Last night I finally had time to sit and talk with Brad about how things went with Grace this week. As we talked about the grief process I brought up the baby. I told Brad how I was thinking about him just the other day and everything that went on with Jen. It wasn't until I went through the paper Grace gave me on grief that I realized how I went through the whole process of grieving his loss without even realizing it. I told Brad that just shows me that I am capable of going through this whole grief process.
As Brad and I talked I realized that we haven't talked about the baby pretty much since it happened. It's also interesting that over the past 4 years if I ever think about him, or miss him I <u>let</u> myself feel sad and miss him. I never push down those feelings or ignore them or feeling guilty for have them. I let them come and I let myself feel them and I move on. This is where I need to go to with my mom's death. I've been fighting the whole grieving process for so long, way too long. If those feelings come up, I shove them back down. I have felt like if they come up it is too painful to deal with so I try to ignore them.

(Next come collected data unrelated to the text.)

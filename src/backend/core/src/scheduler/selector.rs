//! Agent selection.
//!
//! The scheduler asks an [`AgentSelector`] for an agent name per item. Names
//! are opaque strings handed through to the [`WorkItemExecutor`].
//!
//! [`WorkItemExecutor`]: super::WorkItemExecutor

use std::collections::BTreeMap;
use std::fmt;
use std::time::Duration;

use parking_lot::Mutex;
use serde::{Deserialize, Serialize};

use super::WorkItem;
use crate::contracts::{Contract, ContractMode};

/// Picks the agent that runs a work item.
pub trait AgentSelector: Send + Sync {
    /// `root` is the scheduler's root contract, if any.
    fn select(&self, item: &WorkItem, root: Option<&Contract>) -> String;
}

/// Always the same agent.
#[derive(Debug, Clone)]
pub struct FixedAgent(pub String);

impl FixedAgent {
    pub fn new(agent: impl Into<String>) -> Self {
        Self(agent.into())
    }
}

impl AgentSelector for FixedAgent {
    fn select(&self, _item: &WorkItem, _root: Option<&Contract>) -> String {
        self.0.clone()
    }
}

// ═══════════════════════════════════════════════════════════════════════════════
// Resource-Aware Selection
// ═══════════════════════════════════════════════════════════════════════════════

/// Preference orders, best first. Agents missing from a ranking are only
/// picked as a last resort.
#[derive(Debug, Clone, Default, Serialize, Deserialize)]
pub struct AgentRankings {
    #[serde(default)]
    pub speed: Vec<String>,
    #[serde(default)]
    pub efficiency: Vec<String>,
    #[serde(default)]
    pub cost: Vec<String>,
    #[serde(default)]
    pub quality: Vec<String>,
}

/// Why an agent was chosen.
#[derive(Debug, Clone, Copy, PartialEq, Eq, PartialOrd, Ord, Hash, Serialize, Deserialize)]
#[serde(rename_all = "snake_case")]
pub enum SelectionReason {
    Urgent,
    TimeConstraint,
    ResourceConstraint,
    Balanced,
    Quality,
    Default,
}

impl SelectionReason {
    pub fn as_str(&self) -> &'static str {
        match self {
            Self::Urgent => "urgent",
            Self::TimeConstraint => "time_constraint",
            Self::ResourceConstraint => "resource_constraint",
            Self::Balanced => "balanced",
            Self::Quality => "quality",
            Self::Default => "default",
        }
    }
}

impl fmt::Display for SelectionReason {
    fn fmt(&self, f: &mut fmt::Formatter<'_>) -> fmt::Result {
        f.write_str(self.as_str())
    }
}

/// One recorded selection.
#[derive(Debug, Clone, Serialize, Deserialize)]
pub struct Selection {
    pub item_id: String,
    pub agent: String,
    pub reason: SelectionReason,
    pub max_utilization: f64,
}

/// Per-agent selection counts.
#[derive(Debug, Clone, Default, Serialize, Deserialize)]
pub struct AgentSelectionStats {
    pub count: usize,
    pub by_reason: BTreeMap<SelectionReason, usize>,
}

/// Chooses by the root contract's pressure.
///
/// Urgent mode or under 30 s left: speed. Above 80% utilization: efficiency.
/// Above 50%: cost. Below 50%: quality. At exactly 50%: the first available
/// agent.
pub struct ResourceAwareSelector {
    available: Vec<String>,
    rankings: AgentRankings,
    fallback: String,
    history: Mutex<Vec<Selection>>,
}

const LOW_TIME: Duration = Duration::from_secs(30);
const HIGH_UTILIZATION: f64 = 0.8;
const MEDIUM_UTILIZATION: f64 = 0.5;

impl ResourceAwareSelector {
    pub fn new(available: Vec<String>, rankings: AgentRankings) -> Self {
        Self {
            available,
            rankings,
            fallback: "default".to_string(),
            history: Mutex::new(Vec::new()),
        }
    }

    /// Agent used when nothing is available.
    pub fn with_fallback(mut self, agent: impl Into<String>) -> Self {
        self.fallback = agent.into();
        self
    }

    pub fn available(&self) -> &[String] {
        &self.available
    }

    /// Decide without recording.
    pub fn choose(&self, root: Option<&Contract>) -> (String, SelectionReason) {
        let (urgent, time_remaining, max_util) = match root {
            Some(contract) => (
                contract.mode() == ContractMode::Urgent,
                contract.time_remaining(),
                contract.aggregate_max_utilization(),
            ),
            None => (false, Duration::MAX, 0.0),
        };

        let (ranking, reason) = if urgent {
            (Some(&self.rankings.speed), SelectionReason::Urgent)
        } else if time_remaining < LOW_TIME {
            (Some(&self.rankings.speed), SelectionReason::TimeConstraint)
        } else if max_util > HIGH_UTILIZATION {
            (Some(&self.rankings.efficiency), SelectionReason::ResourceConstraint)
        } else if max_util > MEDIUM_UTILIZATION {
            (Some(&self.rankings.cost), SelectionReason::Balanced)
        } else if max_util < MEDIUM_UTILIZATION {
            (Some(&self.rankings.quality), SelectionReason::Quality)
        } else {
            (None, SelectionReason::Default)
        };

        let agent = ranking
            .and_then(|order| order.iter().find(|a| self.available.contains(a)))
            .or_else(|| self.available.first())
            .cloned()
            .unwrap_or_else(|| self.fallback.clone());

        (agent, reason)
    }

    pub fn history(&self) -> Vec<Selection> {
        self.history.lock().clone()
    }

    pub fn selection_stats(&self) -> BTreeMap<String, AgentSelectionStats> {
        let mut stats: BTreeMap<String, AgentSelectionStats> = BTreeMap::new();
        for selection in self.history.lock().iter() {
            let entry = stats.entry(selection.agent.clone()).or_default();
            entry.count += 1;
            *entry.by_reason.entry(selection.reason).or_insert(0) += 1;
        }
        stats
    }
}

impl AgentSelector for ResourceAwareSelector {
    fn select(&self, item: &WorkItem, root: Option<&Contract>) -> String {
        let (agent, reason) = self.choose(root);
        let max_utilization = root.map(|c| c.aggregate_max_utilization()).unwrap_or(0.0);

        tracing::debug!(
            item_id = %item.id,
            agent = %agent,
            reason = %reason,
            max_utilization = max_utilization,
            "Agent selected"
        );

        self.history.lock().push(Selection {
            item_id: item.id.clone(),
            agent: agent.clone(),
            reason,
            max_utilization,
        });
        agent
    }
}

impl fmt::Debug for ResourceAwareSelector {
    fn fmt(&self, f: &mut fmt::Formatter<'_>) -> fmt::Result {
        f.debug_struct("ResourceAwareSelector")
            .field("available", &self.available)
            .field("rankings", &self.rankings)
            .field("selections", &self.history.lock().len())
            .finish()
    }
}

#[cfg(test)]
mod tests {
    use super::*;
    use crate::contracts::{ContractBuilder, ResourceDimension};

    fn rankings() -> AgentRankings {
        AgentRankings {
            speed: vec!["swift".into(), "careful".into()],
            efficiency: vec!["lean".into(), "swift".into()],
            cost: vec!["thrifty".into(), "lean".into()],
            quality: vec!["careful".into(), "lean".into()],
        }
    }

    fn selector() -> ResourceAwareSelector {
        ResourceAwareSelector::new(
            vec!["lean".into(), "careful".into(), "swift".into(), "thrifty".into()],
            rankings(),
        )
    }

    fn root_at(mode: ContractMode, tokens_used: f64) -> Contract {
        let contract = ContractBuilder::new(mode)
            .budget(ResourceDimension::Tokens, 100.0)
            .build()
            .unwrap();
        contract.activate().unwrap();
        if tokens_used > 0.0 {
            assert!(contract.consume(ResourceDimension::Tokens, tokens_used));
        }
        contract
    }

    #[test]
    fn test_no_contract_prefers_quality() {
        let (agent, reason) = selector().choose(None);
        assert_eq!(agent, "careful");
        assert_eq!(reason, SelectionReason::Quality);
    }

    #[test]
    fn test_utilization_tiers() {
        let s = selector();

        let root = root_at(ContractMode::Balanced, 85.0);
        assert_eq!(s.choose(Some(&root)), ("lean".to_string(), SelectionReason::ResourceConstraint));

        let root = root_at(ContractMode::Balanced, 60.0);
        assert_eq!(s.choose(Some(&root)), ("thrifty".to_string(), SelectionReason::Balanced));

        let root = root_at(ContractMode::Balanced, 50.0);
        assert_eq!(s.choose(Some(&root)), ("lean".to_string(), SelectionReason::Default));
    }

    #[test]
    fn test_urgent_prefers_speed() {
        let root = root_at(ContractMode::Urgent, 0.0);
        let (agent, reason) = selector().choose(Some(&root));
        assert_eq!(agent, "swift");
        assert_eq!(reason, SelectionReason::Urgent);
    }

    #[test]
    fn test_unranked_falls_back_to_first_available() {
        let s = ResourceAwareSelector::new(vec!["solo".into()], rankings());
        assert_eq!(s.choose(None).0, "solo");

        let empty = ResourceAwareSelector::new(Vec::new(), rankings()).with_fallback("noop");
        assert_eq!(empty.choose(None).0, "noop");
    }

    #[test]
    fn test_selections_are_recorded() {
        let s = selector();
        let item = WorkItem::new("1", "demo");
        s.select(&item, None);
        s.select(&item, None);

        let stats = s.selection_stats();
        assert_eq!(stats["careful"].count, 2);
        assert_eq!(stats["careful"].by_reason[&SelectionReason::Quality], 2);
        assert_eq!(s.history().len(), 2);
    }

    #[test]
    fn test_fixed_agent() {
        let item = WorkItem::new("1", "demo");
        assert_eq!(FixedAgent::new("only").select(&item, None), "only");
    }
}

I still can not think of anything to do each year though. I'm at a complete loss of ideas.
I do feel like we did take a step, possibly the final step, in grieving the loss of the baby. Before now we have always referred to it/ him as "the baby". We always planned on using the name Payson for a future son. Now that we are done and are not going to be having any more children I suggested we officially make him "Payson". Brad liked that. It still seems so weird to me sometime to completely grasp the fact that he never existed. As Brad put it last night it's the idea of him, the thought of having him. In my head he still seems so real and that is okay. I'm allowed to be sad and miss him. I have noticed though that the whole event is no longer painful. It hasn't been for a long time and it only happened 4 1/2 years ago. Yet, my mom's death still is. I still have so many emotions to work through. That's the important part, working through them instead of trying my hardest not to face them out of fear of pain.
I haven't been able to sleep tonight. By 3:30 I figured maybe a bath would relax me. Instead it seems to wake me up more! I've still been trying to think of what I want to do. It seems so hard when just thinking about my mom most of the time is painful. One of the ideas I do have that doesn't seem that hard to simply bake cookies with my kids. It's one thing I remember doing with her.
After I told Grace the details of my mom's death she asked me some questions. One of them was if I felt loved by my mom. That's been one of the hardest part of losing her was going from feelings loved and wanted to feeling like my grandparents possession. I don't know why, but they (mainly Grandpa) constantly told me that they "saved" me from being a homeless orphan. That doesn't make you feel very loved or wanted now does it? The worst part about that is it is not even true! I can go on and on about that, but I will move on.
Another question was if I feared losing my mom/ knew that it was possible she could die. I simply said yes, actually I just shock my head yes. I didn't go into the painful fact that one of the last things I ever said to my mom the night before she died was, "Are you going to die?". It was as if I knew. Somehow deep down I knew she was going to die that night.